L’une des caractéristiques les plus remarquables de la dentition des serpents est l’absence de fosses de résorption externes sur la surface des dents. Les dents fonctionnelles des serpents ne montrent ainsi aucun signe externe de résorption jusqu’à ce qu’elle soit sur le point de tomber. Ce mode de remplacement dentaire est unique au sein des amniotes, car tous les autres amniotes présentent des fosses de résorption. Toutefois, même si ce mécanisme est bien connu, il est mal compris. LeBlanc et ses collègues cherchent ainsi à savoir si il est identifiable chez les serpents fossiles. En effet, avec des membres réduits voire absents, les premiers serpents ont dû développer des adaptations au niveau du crâne pour pouvoir se nourrir. Ils cherchent à situer l’apparition évolutive de ce caractère chez les serpents.

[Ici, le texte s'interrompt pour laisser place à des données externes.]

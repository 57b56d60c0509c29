//! Rule storage and expansion back to bytes.

use crate::error::{Error, Result};
use crate::symbol::Symbol;
use std::collections::btree_map;
use std::collections::BTreeMap;

/// Maps each non-terminal to the body it replaces.
///
/// Rules are kept in ascending symbol order, which is also the order they
/// are renumbered and serialized in.
#[derive(Debug, Clone, Default, PartialEq, Eq)]
pub struct Dictionary {
    rules: BTreeMap<Symbol, Vec<Symbol>>,
}

impl Dictionary {
    pub fn new() -> Self {
        Self::default()
    }

    /// Adds a rule, returning any body previously stored under `symbol`.
    pub fn insert(&mut self, symbol: Symbol, body: Vec<Symbol>) -> Option<Vec<Symbol>> {
        self.rules.insert(symbol, body)
    }

    pub fn get(&self, symbol: Symbol) -> Option<&[Symbol]> {
        self.rules.get(&symbol).map(Vec::as_slice)
    }

    pub fn remove(&mut self, symbol: Symbol) -> Option<Vec<Symbol>> {
        self.rules.remove(&symbol)
    }

    pub fn contains(&self, symbol: Symbol) -> bool {
        self.rules.contains_key(&symbol)
    }

    /// Number of rules.
    pub fn len(&self) -> usize {
        self.rules.len()
    }

    pub fn is_empty(&self) -> bool {
        self.rules.is_empty()
    }

    /// Sum of all body lengths.
    pub fn body_len(&self) -> usize {
        self.rules.values().map(Vec::len).sum()
    }

    /// Highest rule symbol, if any.
    pub fn max_symbol(&self) -> Option<Symbol> {
        self.rules.keys().next_back().copied()
    }

    /// Iterates over rules in ascending symbol order.
    pub fn iter(&self) -> impl Iterator<Item = (Symbol, &[Symbol])> {
        self.rules.iter().map(|(&s, body)| (s, body.as_slice()))
    }

    pub(crate) fn iter_mut(&mut self) -> btree_map::IterMut<'_, Symbol, Vec<Symbol>> {
        self.rules.iter_mut()
    }

    pub(crate) fn symbols(&self) -> Vec<Symbol> {
        self.rules.keys().copied().collect()
    }

    pub(crate) fn retain(&mut self, mut keep: impl FnMut(Symbol) -> bool) {
        self.rules.retain(|&s, _| keep(s));
    }

    /// Expands `block` recursively down to literal bytes.
    ///
    /// Works on an explicit stack of body slices rather than rewriting a
    /// shared sequence. Fails on wildcards, undefined non-terminals, and
    /// nesting deeper than the number of rules (a cycle).
    pub fn expand(&self, block: &[Symbol]) -> Result<Vec<u8>> {
        let mut out = Vec::with_capacity(block.len());
        let mut stack: Vec<std::slice::Iter<'_, Symbol>> = vec![block.iter()];

        while let Some(frame) = stack.last_mut() {
            let Some(&symbol) = frame.next() else {
                stack.pop();
                continue;
            };

            if let Some(byte) = symbol.as_byte() {
                out.push(byte);
                continue;
            }

            let Some(body) = self.rules.get(&symbol) else {
                return Err(Error::corrupted(format!(
                    "reference to undefined symbol {symbol}"
                )));
            };

            if stack.len() > self.rules.len() {
                return Err(Error::corrupted(format!(
                    "rule {symbol} expands into itself"
                )));
            }

            stack.push(body.iter());
        }

        Ok(out)
    }

    /// Checks the structural invariants of a finished dictionary.
    ///
    /// Every key is a non-terminal, every body is non-empty and concrete,
    /// every referenced non-terminal is defined, and no rule reaches itself.
    pub fn validate(&self) -> Result<()> {
        for (symbol, body) in self.iter() {
            if !symbol.is_rule() {
                return Err(Error::corrupted(format!(
                    "rule key {symbol} is not a non-terminal"
                )));
            }
            if body.is_empty() {
                return Err(Error::corrupted(format!("rule {symbol} has an empty body")));
            }
            for &s in body {
                if s.is_wildcard() || (s.is_rule() && !self.contains(s)) || s.code() < -1 {
                    return Err(Error::corrupted(format!(
                        "rule {symbol} references invalid symbol {s}"
                    )));
                }
            }
        }

        self.check_acyclic()
    }

    /// Depth-first search over rule references with grey/black marking.
    fn check_acyclic(&self) -> Result<()> {
        #[derive(Clone, Copy, PartialEq)]
        enum Mark {
            Visiting,
            Done,
        }

        let mut marks: BTreeMap<Symbol, Mark> = BTreeMap::new();

        for root in self.rules.keys().copied() {
            if marks.contains_key(&root) {
                continue;
            }

            let mut stack = vec![(root, 0usize)];
            marks.insert(root, Mark::Visiting);

            while let Some((symbol, index)) = stack.pop() {
                let body = self.rules.get(&symbol).map(Vec::as_slice).unwrap_or(&[]);

                let Some(&child) = body.get(index) else {
                    marks.insert(symbol, Mark::Done);
                    continue;
                };
                stack.push((symbol, index + 1));

                if !child.is_rule() {
                    continue;
                }
                match marks.get(&child) {
                    Some(Mark::Visiting) => {
                        return Err(Error::corrupted(format!(
                            "rule {child} expands into itself"
                        )));
                    }
                    Some(Mark::Done) => {}
                    None => {
                        marks.insert(child, Mark::Visiting);
                        stack.push((child, 0));
                    }
                }
            }
        }

        Ok(())
    }
}

impl FromIterator<(Symbol, Vec<Symbol>)> for Dictionary {
    fn from_iter<I: IntoIterator<Item = (Symbol, Vec<Symbol>)>>(iter: I) -> Self {
        Self {
            rules: iter.into_iter().collect(),
        }
    }
}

LeBlanc et ses collègues ont ainsi analysé le mode de remplacement dentaire chez le serpent basal Portugalophis, le madtsoiidé Yurlunggur et plusieurs serpents actuels. Ils ont analysé le paratype de Portugalophis lignites, un dentaire gauche (MG-LNEG 28094), ainsi qu’une dent isolée de Yurlunggur sp. (QM F45391). Ces spécimens ont été passés au scanner CT afin de permettre la visualisation de leurs caractéristiques internes. Les serpents actuels ont été analysés au moyen de coupes histologiques ainsi que de scan CT.

L’analyse de LeBlanc et ses collègues sur les serpents actuels leur a permis d’identifier plusieurs signes de résorption interne des dents usées. Ils ont ainsi pu rechercher ces signes chez Portugalophis et Yurlunggur, afin de noter ou non leur présence. LeBlanc et ses collègues ont relevé chez eux la présence de structures identiques à celles identifiées chez des dents en cours de résorption de serpents modernes. Les dents de Portugalophis et Yurlunggur ne présentent aucune preuve de résorption le long des parois externes de leurs dents. Ainsi, tout comme les serpents actuels, les serpents fossiles avaient un mode de remplacement dentaire discret, sans résorption externe visible.

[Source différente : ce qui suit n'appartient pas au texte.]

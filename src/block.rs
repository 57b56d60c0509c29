//! The working sequence rewritten during induction.
//!
//! A `Block` is a doubly-linked list of symbols stored in a `SlotMap`, so a
//! node key stays valid while other nodes are erased or inserted around it.
//! Positions are `Option<DefaultKey>`, with `None` standing for the end of
//! the block.

use crate::symbol::{Symbol, SymbolNode};
use slotmap::{DefaultKey, SlotMap};

/// A position in a block; `None` is one past the last symbol.
pub type Cursor = Option<DefaultKey>;

/// Mutable symbol sequence with stable node handles.
#[derive(Debug, Default)]
pub struct Block {
    nodes: SlotMap<DefaultKey, SymbolNode>,
    head: Option<DefaultKey>,
    tail: Option<DefaultKey>,
}

impl Block {
    /// Creates an empty block.
    pub fn new() -> Self {
        Self::default()
    }

    /// Creates a block holding one literal symbol per input byte.
    pub fn from_bytes(bytes: &[u8]) -> Self {
        bytes.iter().copied().map(Symbol::literal).collect()
    }

    /// Appends a symbol at the end.
    pub fn push(&mut self, symbol: Symbol) -> DefaultKey {
        self.insert_before(None, symbol)
    }

    /// Number of symbols in the block.
    pub fn len(&self) -> usize {
        self.nodes.len()
    }

    pub fn is_empty(&self) -> bool {
        self.nodes.is_empty()
    }

    /// Position of the first symbol.
    pub fn first(&self) -> Cursor {
        self.head
    }

    /// Position after `key`.
    ///
    /// # Panics
    ///
    /// Panics if `key` was removed; check with [`Block::contains`] when a
    /// cursor may be stale.
    #[inline]
    pub fn next(&self, key: DefaultKey) -> Cursor {
        self.nodes[key].next
    }

    /// Position before `key`.
    ///
    /// # Panics
    ///
    /// Panics if `key` was removed; check with [`Block::contains`] when a
    /// cursor may be stale.
    #[inline]
    pub fn prev(&self, key: DefaultKey) -> Cursor {
        self.nodes[key].prev
    }

    /// Symbol stored at `key`.
    ///
    /// # Panics
    ///
    /// Panics if `key` was removed; check with [`Block::contains`] when a
    /// cursor may be stale.
    #[inline]
    pub fn get(&self, key: DefaultKey) -> Symbol {
        self.nodes[key].symbol
    }

    /// Whether `key` still names a live node.
    pub fn contains(&self, key: DefaultKey) -> bool {
        self.nodes.contains_key(key)
    }

    /// Inserts `symbol` before `at` (or at the end when `at` is `None`).
    ///
    /// Returns the key of the new node.
    pub fn insert_before(&mut self, at: Cursor, symbol: Symbol) -> DefaultKey {
        let new_key = self.nodes.insert(SymbolNode::new(symbol));

        let prev_key = match at {
            Some(next) => self.nodes[next].prev,
            None => self.tail,
        };

        self.nodes[new_key].prev = prev_key;
        self.nodes[new_key].next = at;

        match prev_key {
            Some(prev) => self.nodes[prev].next = Some(new_key),
            None => self.head = Some(new_key),
        }
        match at {
            Some(next) => self.nodes[next].prev = Some(new_key),
            None => self.tail = Some(new_key),
        }

        new_key
    }

    /// Unlinks and drops the node at `key`.
    ///
    /// Returns the position that followed it.
    ///
    /// # Panics
    ///
    /// Panics if `key` was already removed.
    pub fn remove(&mut self, key: DefaultKey) -> Cursor {
        let node = self.nodes.remove(key).expect("remove of a dead block node");

        match node.prev {
            Some(prev) => self.nodes[prev].next = node.next,
            None => self.head = node.next,
        }
        match node.next {
            Some(next) => self.nodes[next].prev = node.prev,
            None => self.tail = node.prev,
        }

        node.next
    }

    /// Iterates over the symbols in order.
    pub fn iter(&self) -> BlockIter<'_> {
        BlockIter {
            block: self,
            current: self.head,
        }
    }

    /// Copies the symbols out in order.
    pub fn to_vec(&self) -> Vec<Symbol> {
        self.iter().collect()
    }
}

impl FromIterator<Symbol> for Block {
    fn from_iter<I: IntoIterator<Item = Symbol>>(iter: I) -> Self {
        let mut block = Block::new();
        for symbol in iter {
            block.push(symbol);
        }
        block
    }
}

/// Iterator over the symbols of a [`Block`].
pub struct BlockIter<'a> {
    block: &'a Block,
    current: Cursor,
}

impl<'a> Iterator for BlockIter<'a> {
    type Item = Symbol;

    fn next(&mut self) -> Option<Self::Item> {
        let key = self.current?;
        self.current = self.block.next(key);
        Some(self.block.get(key))
    }
}

impl<'a> IntoIterator for &'a Block {
    type Item = Symbol;
    type IntoIter = BlockIter<'a>;

    fn into_iter(self) -> Self::IntoIter {
        self.iter()
    }
}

Les dents sont cruciales pour les prédateurs à membres réduits ou sans membres que sont les serpents. En effet, elles sont essentielles pour l’alimentation, en étant le seul outil disponible pour capturer et ingérer les proies. Le mode de remplacement dentaire des serpents, unique chez les amniotes, aurait pu leur conférer un avantage sélectif. L’absence de résorption externe permet de maintenir un approvisionnement continu en dents fonctionnelles. Les serpents étant des chasseurs de grosses proies, leurs dents ont tendance à facilement casser, et un remplacement dentaire rapide aurait été avantageux au cours de leur évolution.

La présence de ce mode de remplacement chez Portugalophis montre qu’il s’était déjà développé chez les tout premiers serpents, avant même la disparition complète des membres. Ainsi, lors de la réduction de leurs membres, les tout premiers serpents ont développé en parallèle ce mode de remplacement dentaire. Cela indique également que Portugalophis et les autres serpents basaux pouvaient déjà s’attaquer à de grosses proies sans risquer d’être édentés pour un long moment.
Référence : LeBlanc, A.R.H.; Palci, A.; Anthwal, N.; Tucker, A.S.; Araújo, R.; Pereira, M.F.C.; Caldwell, M.W., 2023, A conserved tooth resorption mechanism in modern and fossil snakes. Nature Communications. 14(1): 742.